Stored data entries
======
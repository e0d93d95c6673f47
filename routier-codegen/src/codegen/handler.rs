//! Plain (non-filtered) request-handler synthesis.

use proc_macro2::TokenStream;
use quote::quote;

use crate::codegen::args::direct_args;
use crate::crate_path::routier_core_path;
use crate::descriptor::EndpointDescriptor;
use crate::response::ResponseStrategy;

/// Emit the plain request-handling routine for one endpoint.
///
/// `param_prep` is the opaque parameter-preparation block supplied by the
/// binding front end; it is positioned here, never constructed. The emitted
/// routine, in order: binding gate, preparation, 400 short-circuit, default
/// content type, handler invocation, response write. The gate check always
/// precedes the handler call: a binding failure never reaches the handler.
///
/// The routine is declared `async` if and only if the endpoint is awaitable;
/// a synchronous routine never awaits and returns a completion future
/// instead.
pub fn request_handler_body(
    descriptor: &EndpointDescriptor,
    param_prep: &TokenStream,
) -> TokenStream {
    let krate = routier_core_path();
    let strategy = ResponseStrategy::classify(descriptor.response.as_ref(), descriptor.is_awaitable);

    let prep = (!descriptor.parameters.is_empty()).then(|| param_prep.clone());

    let gate_exit = if descriptor.is_awaitable {
        quote! { return; }
    } else {
        quote! { return #krate::task::completed(); }
    };

    // Declared content type is a default only; an explicitly set one wins.
    let content_type_default = descriptor
        .response
        .as_ref()
        .and_then(|response| response.content_type.as_deref())
        .map(|content_type| {
            quote! {
                if __ctx.content_type().is_none() {
                    __ctx.set_content_type(#content_type);
                }
            }
        });

    let args = direct_args(&descriptor.parameters);
    let call = if descriptor.is_awaitable {
        quote! { __handler(#(#args),*).await }
    } else {
        quote! { __handler(#(#args),*) }
    };
    let invoke = if strategy.captures_result() {
        quote! { let __result = #call; }
    } else {
        quote! { #call; }
    };

    let write = strategy.write_stmt(descriptor.is_awaitable);

    let body = quote! {
        let mut __binding_failed = false;
        #prep
        if __binding_failed {
            __ctx.set_status(400);
            #gate_exit
        }
        #content_type_default
        #invoke
        #write
    };

    if descriptor.is_awaitable {
        quote! {
            async fn __routier_request_handler(mut __ctx: #krate::RequestContext) {
                #body
            }
        }
    } else {
        quote! {
            fn __routier_request_handler(
                mut __ctx: #krate::RequestContext,
            ) -> #krate::task::CompletionFuture {
                #body
            }
        }
    }
}

#[cfg(test)]
mod tests {
    use super::*;
    use crate::descriptor::{ParameterDescriptor, ResponseDescriptor, SourceLocation};

    fn endpoint(
        parameters: Vec<ParameterDescriptor>,
        response: Option<ResponseDescriptor>,
        is_awaitable: bool,
    ) -> EndpointDescriptor {
        EndpointDescriptor {
            http_method: "GET".to_string(),
            parameters,
            response,
            is_awaitable,
            location: SourceLocation {
                file: "src/app.rs".to_string(),
                line: 7,
            },
        }
    }

    fn param(name: &str, ty: syn::Type) -> ParameterDescriptor {
        ParameterDescriptor {
            ty,
            is_optional: false,
            symbol_name: name.to_string(),
            capabilities: vec![],
        }
    }

    fn typed_response(ty: syn::Type) -> ResponseDescriptor {
        ResponseDescriptor {
            response_type: Some(ty.clone()),
            wrapped_response_type: ty,
            is_awaitable: false,
            has_no_response: false,
            is_self_executing: false,
            content_type: None,
            capabilities: vec![],
        }
    }

    fn flat(tokens: &TokenStream) -> String {
        tokens.to_string().replace(' ', "")
    }

    #[test]
    fn zero_parameter_void_sync_endpoint() {
        let prep = quote! { let __unused = (); };
        let body = request_handler_body(&endpoint(vec![], None, false), &prep);
        let rendered = flat(&body);

        assert!(rendered.contains("letmut__binding_failed=false;"));
        // No parameters: the preparation block must not be positioned.
        assert!(!rendered.contains("__unused"));
        assert!(rendered.contains("__handler();"));
        assert!(rendered.contains("return::routier_core::task::completed();"));
        // Synchronous routine: plain fn, no awaits anywhere.
        assert!(rendered.starts_with("fn__routier_request_handler"));
        assert!(!rendered.contains(".await"));
    }

    #[test]
    fn two_parameter_serialized_sync_endpoint() {
        let prep = quote! {
            let __arg_id = __ctx.route_value("id");
            let __arg_name = __ctx.query_value("name");
        };
        let descriptor = endpoint(
            vec![
                param("id", syn::parse_quote!(u64)),
                param("name", syn::parse_quote!(String)),
            ],
            Some(typed_response(syn::parse_quote!(Vec<Item>))),
            false,
        );
        let rendered = flat(&request_handler_body(&descriptor, &prep));

        assert!(rendered.contains("let__arg_id=__ctx.route_value(\"id\");"));
        assert!(rendered.contains("if__binding_failed{__ctx.set_status(400);"));
        assert!(rendered.contains("let__result=__handler(__arg_id,__arg_name);"));
        assert!(rendered.contains("return::routier_core::response::write_json(&mut__ctx,__result);"));
    }

    // Binding failure must short-circuit before the handler runs.
    #[test]
    fn gate_check_precedes_handler_invocation() {
        let prep = quote! { let __arg_id = __ctx.route_value("id"); };
        let descriptor = endpoint(
            vec![param("id", syn::parse_quote!(u64))],
            Some(typed_response(syn::parse_quote!(String))),
            true,
        );
        let rendered = flat(&request_handler_body(&descriptor, &prep));

        let gate = rendered
            .find("if__binding_failed{__ctx.set_status(400);return;}")
            .expect("gate guard with early return");
        let call = rendered.find("__handler(").expect("handler invocation");
        assert!(gate < call);
    }

    #[test]
    fn awaitable_endpoint_awaits_handler_exactly_once() {
        let prep = TokenStream::new();
        let descriptor = endpoint(
            vec![],
            Some(typed_response(syn::parse_quote!(Vec<Item>))),
            true,
        );
        let rendered = flat(&request_handler_body(&descriptor, &prep));

        assert!(rendered.starts_with("asyncfn__routier_request_handler"));
        assert_eq!(rendered.matches("__handler(").count(), 1);
        assert!(rendered.contains("let__result=__handler().await;"));
        assert!(rendered.contains("write_json(&mut__ctx,__result).await;"));
        assert!(!rendered.contains("task::completed"));
    }

    #[test]
    fn declared_content_type_is_only_a_default() {
        let prep = TokenStream::new();
        let mut response = typed_response(syn::parse_quote!(String));
        response.content_type = Some("text/html".to_string());
        let descriptor = endpoint(vec![], Some(response), false);
        let rendered = flat(&request_handler_body(&descriptor, &prep));

        assert!(rendered.contains(
            "if__ctx.content_type().is_none(){__ctx.set_content_type(\"text/html\");}"
        ));
    }

    #[test]
    fn self_executing_result_delegates_to_the_value() {
        let prep = TokenStream::new();
        let mut response = typed_response(syn::parse_quote!(StatusPage));
        response.is_self_executing = true;
        let descriptor = endpoint(vec![], Some(response), true);
        let rendered = flat(&request_handler_body(&descriptor, &prep));

        assert!(rendered.contains("Respond::respond(__result,&mut__ctx).await;"));
    }

    #[test]
    fn awaitable_void_endpoint_falls_through() {
        let prep = TokenStream::new();
        let mut response = typed_response(syn::parse_quote!(()));
        response.response_type = None;
        response.has_no_response = true;
        let descriptor = endpoint(vec![], Some(response), true);
        let rendered = flat(&request_handler_body(&descriptor, &prep));

        assert!(rendered.contains("__handler().await;"));
        assert!(!rendered.contains("__result"));
        assert!(!rendered.contains("task::completed"));
    }

    #[test]
    fn synthesis_is_idempotent() {
        let prep = quote! { let __arg_id = __ctx.route_value("id"); };
        let descriptor = endpoint(
            vec![param("id", syn::parse_quote!(u64))],
            Some(typed_response(syn::parse_quote!(Vec<Item>))),
            false,
        );
        let first = request_handler_body(&descriptor, &prep).to_string();
        let second = request_handler_body(&descriptor, &prep).to_string();
        assert_eq!(first, second);
    }
}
======
Task details: Only an exact copy of the data above will do.

Problem solution:
repository e0d93d95c6673f47
filename routier-codegen/src/codegen/handler.rs
//! Plain (non-filtered) request-handler synthesis.

use proc_macro2::TokenStream;
use quote::quote;

use crate::codegen::args::direct_args;
use crate::crate_path::routier_core_path;
use crate::descriptor::EndpointDescriptor;
use crate::response::ResponseStrategy;

/// Emit the plain request-handling routine for one endpoint.
///
/// `param_prep` is the opaque parameter-preparation block supplied by the
/// binding front end; it is positioned here, never constructed. The emitted
/// routine, in order: binding gate, preparation, 400 short-circuit, default
/// content type, handler invocation, response write. The gate check always
/// precedes the handler call: a binding failure never reaches the handler.
///
/// The routine is declared `async` if and only if the endpoint is awaitable;
/// a synchronous routine never awaits and returns a completion future
/// instead.
pub fn request_handler_body(
    descriptor: &EndpointDescriptor,
    param_prep: &TokenStream,
) -> TokenStream {
    let krate = routier_core_path();
    let strategy = ResponseStrategy::classify(descriptor.response.as_ref(), descriptor.is_awaitable);

    let prep = (!descriptor.parameters.is_empty()).then(|| param_prep.clone());

    let gate_exit = if descriptor.is_awaitable {
        quote! { return; }
    } else {
        quote! { return #krate::task::completed(); }
    };

    // Declared content type is a default only; an explicitly set one wins.
    let content_type_default = descriptor
        .response
        .as_ref()
        .and_then(|response| response.content_type.as_deref())
        .map(|content_type| {
            quote! {
                if __ctx.content_type().is_none() {
                    __ctx.set_content_type(#content_type);
                }
            }
        });

    let args = direct_args(&descriptor.parameters);
    let call = if descriptor.is_awaitable {
        quote! { __handler(#(#args),*).await }
    } else {
        quote! { __handler(#(#args),*) }
    };
    let invoke = if strategy.captures_result() {
        quote! { let __result = #call; }
    } else {
        quote! { #call; }
    };

    let write = strategy.write_stmt(descriptor.is_awaitable);

    let body = quote! {
        let mut __binding_failed = false;
        #prep
        if __binding_failed {
            __ctx.set_status(400);
            #gate_exit
        }
        #content_type_default
        #invoke
        #write
    };

    if descriptor.is_awaitable {
        quote! {
            async fn __routier_request_handler(mut __ctx: #krate::RequestContext) {
                #body
            }
        }
    } else {
        quote! {
            fn __routier_request_handler(
                mut __ctx: #krate::RequestContext,
            ) -> #krate::task::CompletionFuture {
                #body
            }
        }
    }
}

#[cfg(test)]
mod tests {
    use super::*;
    use crate::descriptor::{ParameterDescriptor, ResponseDescriptor, SourceLocation};

    fn endpoint(
        parameters: Vec<ParameterDescriptor>,
        response: Option<ResponseDescriptor>,
        is_awaitable: bool,
    ) -> EndpointDescriptor {
        EndpointDescriptor {
            http_method: "GET".to_string(),
            parameters,
            response,
            is_awaitable,
            location: SourceLocation {
                file: "src/app.rs".to_string(),
                line: 7,
            },
        }
    }

    fn param(name: &str, ty: syn::Type) -> ParameterDescriptor {
        ParameterDescriptor {
            ty,
            is_optional: false,
            symbol_name: name.to_string(),
            capabilities: vec![],
        }
    }

    fn typed_response(ty: syn::Type) -> ResponseDescriptor {
        ResponseDescriptor {
            response_type: Some(ty.clone()),
            wrapped_response_type: ty,
            is_awaitable: false,
            has_no_response: false,
            is_self_executing: false,
            content_type: None,
            capabilities: vec![],
        }
    }

    fn flat(tokens: &TokenStream) -> String {
        tokens.to_string().replace(' ', "")
    }

    #[test]
    fn zero_parameter_void_sync_endpoint() {
        let prep = quote! { let __unused = (); };
        let body = request_handler_body(&endpoint(vec![], None, false), &prep);
        let rendered = flat(&body);

        assert!(rendered.contains("letmut__binding_failed=false;"));
        // No parameters: the preparation block must not be positioned.
        assert!(!rendered.contains("__unused"));
        assert!(rendered.contains("__handler();"));
        assert!(rendered.contains("return::routier_core::task::completed();"));
        // Synchronous routine: plain fn, no awaits anywhere.
        assert!(rendered.starts_with("fn__routier_request_handler"));
        assert!(!rendered.contains(".await"));
    }

    #[test]
    fn two_parameter_serialized_sync_endpoint() {
        let prep = quote! {
            let __arg_id = __ctx.route_value("id");
            let __arg_name = __ctx.query_value("name");
        };
        let descriptor = endpoint(
            vec![
                param("id", syn::parse_quote!(u64)),
                param("name", syn::parse_quote!(String)),
            ],
            Some(typed_response(syn::parse_quote!(Vec<Item>))),
            false,
        );
        let rendered = flat(&request_handler_body(&descriptor, &prep));

        assert!(rendered.contains("let__arg_id=__ctx.route_value(\"id\");"));
        assert!(rendered.contains("if__binding_failed{__ctx.set_status(400);"));
        assert!(rendered.contains("let__result=__handler(__arg_id,__arg_name);"));
        assert!(rendered.contains("return::routier_core::response::write_json(&mut__ctx,__result);"));
    }

    // Binding failure must short-circuit before the handler runs.
    #[test]
    fn gate_check_precedes_handler_invocation() {
        let prep = quote! { let __arg_id = __ctx.route_value("id"); };
        let descriptor = endpoint(
            vec![param("id", syn::parse_quote!(u64))],
            Some(typed_response(syn::parse_quote!(String))),
            true,
        );
        let rendered = flat(&request_handler_body(&descriptor, &prep));

        let gate = rendered
            .find("if__binding_failed{__ctx.set_status(400);return;}")
            .expect("gate guard with early return");
        let call = rendered.find("__handler(").expect("handler invocation");
        assert!(gate < call);
    }

    #[test]
    fn awaitable_endpoint_awaits_handler_exactly_once() {
        let prep = TokenStream::new();
        let descriptor = endpoint(
            vec![],
            Some(typed_response(syn::parse_quote!(Vec<Item>))),
            true,
        );
        let rendered = flat(&request_handler_body(&descriptor, &prep));

        assert!(rendered.starts_with("asyncfn__routier_request_handler"));
        assert_eq!(rendered.matches("__handler(").count(), 1);
        assert!(rendered.contains("let__result=__handler().await;"));
        assert!(rendered.contains("write_json(&mut__ctx,__result).await;"));
        assert!(!rendered.contains("task::completed"));
    }

    #[test]
    fn declared_content_type_is_only_a_default() {
        let prep = TokenStream::new();
        let mut response = typed_response(syn::parse_quote!(String));
        response.content_type = Some("text/html".to_string());
        let descriptor = endpoint(vec![], Some(response), false);
        let rendered = flat(&request_handler_body(&descriptor, &prep));

        assert!(rendered.contains(
            "if__ctx.content_type().is_none(){__ctx.set_content_type(\"text/html\");}"
        ));
    }

    #[test]
    fn self_executing_result_delegates_to_the_value() {
        let prep = TokenStream::new();
        let mut response = typed_response(syn::parse_quote!(StatusPage));
        response.is_self_executing = true;
        let descriptor = endpoint(vec![], Some(response), true);
        let rendered = flat(&request_handler_body(&descriptor, &prep));

        assert!(rendered.contains("Respond::respond(__result,&mut__ctx).await;"));
    }

    #[test]
    fn awaitable_void_endpoint_falls_through() {
        let prep = TokenStream::new();
        let mut response = typed_response(syn::parse_quote!(()));
        response.response_type = None;
        response.has_no_response = true;
        let descriptor = endpoint(vec![], Some(response), true);
        let rendered = flat(&request_handler_body(&descriptor, &prep));

        assert!(rendered.contains("__handler().await;"));
        assert!(!rendered.contains("__result"));
        assert!(!rendered.contains("task::completed"));
    }

    #[test]
    fn synthesis_is_idempotent() {
        let prep = quote! { let __arg_id = __ctx.route_value("id"); };
        let descriptor = endpoint(
            vec![param("id", syn::parse_quote!(u64))],
            Some(typed_response(syn::parse_quote!(Vec<Item>))),
            false,
        );
        let first = request_handler_body(&descriptor, &prep).to_string();
        let second = request_handler_body(&descriptor, &prep).to_string();
        assert_eq!(first, second);
    }
}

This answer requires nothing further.